Allogeneic hematopoietic stem cell transplantation (HSCT) is a potent treatment for patients with hematological malignancies. The therapeutic efficacy is attributed to the graft-versus-tumor (GVT) response during which donor-derived cytotoxic T lymphocytes (CTL) eliminate malignant cells of the recipient. Minor histocompatibility antigens (MiHA) are the major targets of the GVT response, and expansion of MiHA-specific CTL has been shown to coincide with tumor remission following SCT. Unfortunately, GVT response is often accompanied by graft-versus-host disease (GVHD) causing severe damage to skin, liver and gut.
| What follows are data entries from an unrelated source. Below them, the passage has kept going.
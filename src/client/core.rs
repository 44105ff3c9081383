use crate::config::CompletionConfig;
use crate::pipeline::decode::SseLineDecoder;
use crate::pipeline::{extract, Decoder};
use crate::progress::ProgressSink;
use crate::transport::HttpTransport;
use crate::types::Message;
use crate::{Error, Result};
use futures::StreamExt;
use std::time::Duration;

/// Streaming completion client with retry-on-empty semantics.
///
/// Attempts are strictly sequential: each one is a fresh HTTP request with
/// fresh stream state, fully resolved before the next begins. An attempt
/// succeeds iff its accumulated text is non-blank after trimming; transport
/// drops, non-2xx responses, and empty streams all count as failed attempts
/// and are absorbed until the attempt budget runs out.
pub struct CompletionClient {
    transport: HttpTransport,
    max_attempts: u32,
    retry_delay: Duration,
}

impl CompletionClient {
    pub fn new(config: &CompletionConfig) -> Result<Self> {
        Ok(Self {
            transport: HttpTransport::new(config)?,
            max_attempts: config.max_attempts.max(1),
            retry_delay: config.retry_delay(),
        })
    }

    /// Run up to `max_attempts` attempts and return the first non-blank
    /// accumulated text, trimmed.
    ///
    /// `progress` receives the accumulator-so-far after every delta and is
    /// cleared whenever an attempt resolves. Only exhaustion is terminal:
    /// [`Error::NoContent`] after `max_attempts` attempts without content.
    pub async fn complete(
        &self,
        messages: &[Message],
        progress: &mut dyn ProgressSink,
    ) -> Result<String> {
        for attempt in 1..=self.max_attempts {
            match self.attempt(messages, progress).await {
                Ok(text) => {
                    let trimmed = text.trim();
                    if !trimmed.is_empty() {
                        return Ok(trimmed.to_string());
                    }
                    tracing::warn!(attempt, "attempt produced no content, retrying");
                }
                Err(e) => {
                    tracing::warn!(attempt, error = %e, "attempt failed, retrying");
                }
            }

            if attempt < self.max_attempts {
                tracing::debug!(
                    delay_ms = self.retry_delay.as_millis() as u64,
                    "pausing before next attempt"
                );
                tokio::time::sleep(self.retry_delay).await;
            }
        }

        Err(Error::NoContent {
            attempts: self.max_attempts,
        })
    }

    /// One full request/stream cycle.
    ///
    /// The progress slot is cleared on every exit path. A transport error
    /// mid-stream fails the attempt; stream end without the sentinel is a
    /// normal completion and keeps whatever was accumulated.
    async fn attempt(
        &self,
        messages: &[Message],
        progress: &mut dyn ProgressSink,
    ) -> Result<String> {
        let request_id = uuid::Uuid::new_v4().to_string();

        let byte_stream = self.transport.execute_stream(messages, &request_id).await?;
        let mut frames = SseLineDecoder.decode_stream(byte_stream).await;

        let mut accumulated = String::new();
        let mut outcome = Ok(());

        while let Some(frame) = frames.next().await {
            match frame {
                Ok(value) => {
                    if let Some(delta) = extract::content_delta(&value) {
                        if !delta.is_empty() {
                            accumulated.push_str(delta);
                            progress.update(&accumulated);
                        }
                    }
                }
                Err(e) => {
                    tracing::debug!(%request_id, error = %e, "stream interrupted");
                    outcome = Err(e);
                    break;
                }
            }
        }

        progress.clear();
        outcome?;
        Ok(accumulated)
    }
}
//! Chat-completion message format.
//!
//! Messages are ordered; the server interprets position semantically, so the
//! builder controls ordering and this type stays a plain role/content pair.

use serde::{Deserialize, Serialize};

#[derive(Debug, Clone, Serialize, Deserialize)]
pub struct Message {
    pub role: MessageRole,
    pub content: String,
}

impl Message {
    pub fn system(text: impl Into<String>) -> Self {
        Self {
            role: MessageRole::System,
            content: text.into(),
        }
    }

    pub fn user(text: impl Into<String>) -> Self {
        Self {
            role: MessageRole::User,
            content: text.into(),
        }
    }

    pub fn assistant(text: impl Into<String>) -> Self {
        Self {
            role: MessageRole::Assistant,
            content: text.into(),
        }
    }
}

/// Message role
#[derive(Debug, Clone, Copy, PartialEq, Eq, Serialize, Deserialize)]
#[serde(rename_all = "lowercase")]
pub enum MessageRole {
    System,
    User,
    Assistant,
}
//! Live progress reporting port.
//!
//! The host affordance this models is a single-slot inline display: each
//! update supersedes the previous one, and the slot must be cleared on every
//! exit path of an attempt. The sink is owned by the caller and passed into
//! the client; the client holds no process-wide display state.

/// Receives the full accumulated text after every decoded delta.
pub trait ProgressSink: Send {
    /// Replace the displayed text with the accumulator-so-far.
    fn update(&mut self, text: &str);

    /// Remove the display. Invoked when an attempt resolves, whether by
    /// sentinel, stream end, or error.
    fn clear(&mut self);
}

/// Default sink: discards all progress.
#[derive(Debug, Default, Clone, Copy)]
pub struct NoopProgress;

impl ProgressSink for NoopProgress {
    fn update(&mut self, _text: &str) {}
    fn clear(&mut self) {}
}

/// Records every update; for tests and hosts that render asynchronously.
#[derive(Debug, Default)]
pub struct MemoryProgress {
    pub updates: Vec<String>,
    pub cleared: bool,
}

impl MemoryProgress {
    pub fn new() -> Self {
        Self::default()
    }

    /// The currently visible text, if the slot has not been cleared.
    pub fn current(&self) -> Option<&str> {
        if self.cleared {
            None
        } else {
            self.updates.last().map(String::as_str)
        }
    }
}

impl ProgressSink for MemoryProgress {
    fn update(&mut self, text: &str) {
        self.cleared = false;
        self.updates.push(text.to_string());
    }

    fn clear(&mut self) {
        self.cleared = true;
    }
}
Therefore, it would be highly beneficial to direct GVT immunity to MiHA that are selectively expressed by “malignant” hematopoietic cells. Recently, we identified a novel lymphoid lineage-restricted MiHA, designated LRH-1, which is derived from a frame shift polymorphism in the P2X5 purinergic receptor protein (J. Clin. Invest.2005:115:3506–3516). Here, we examined by real-time quantitative RT-PCR mRNA expression of P2X5 in patient samples and cell lines from numerous lymphoid malignancies. We observed that P2X5 mRNA is highly expressed in tumor cells from all stages of lymphoid development. Furthermore, we demonstrated that LRH-1−specific CTL efficiently lyse LRH-1+ tumor cells and cell lines of lymphoid origin. These findings illustrate that LRH-1 is an attractive target for specific immunotherapy after allogeneic HSCT. A potentially efficient strategy is the application of MiHA-loaded dendritic cells (DC) to boost MiHA-specific T cell responses already primed in vivo after HSCT. To facilitate efficient presentation of LRH-1 by DC, we have optimized RNA electroporation of DC using in vitro-transcribed mRNA. We observed that RNA electroporation of mature DC resulted in a high yield of viable cells, high expression of co-stimulatory molecules, no loss of migratory capacity towards lymph node-specific chemokines, and high protein expression of the introduced antigens. Furthermore, we demonstrated that RNA-electroporated DC display long-lasting peptide presentation to LRH-1− specific CTL and induce proliferation of LRH-1− specific effector-memory CTL ex vivo. These data will be of importance in designing LRH-1− based immunotherapy in transplanted patients with lymphoid malignancies.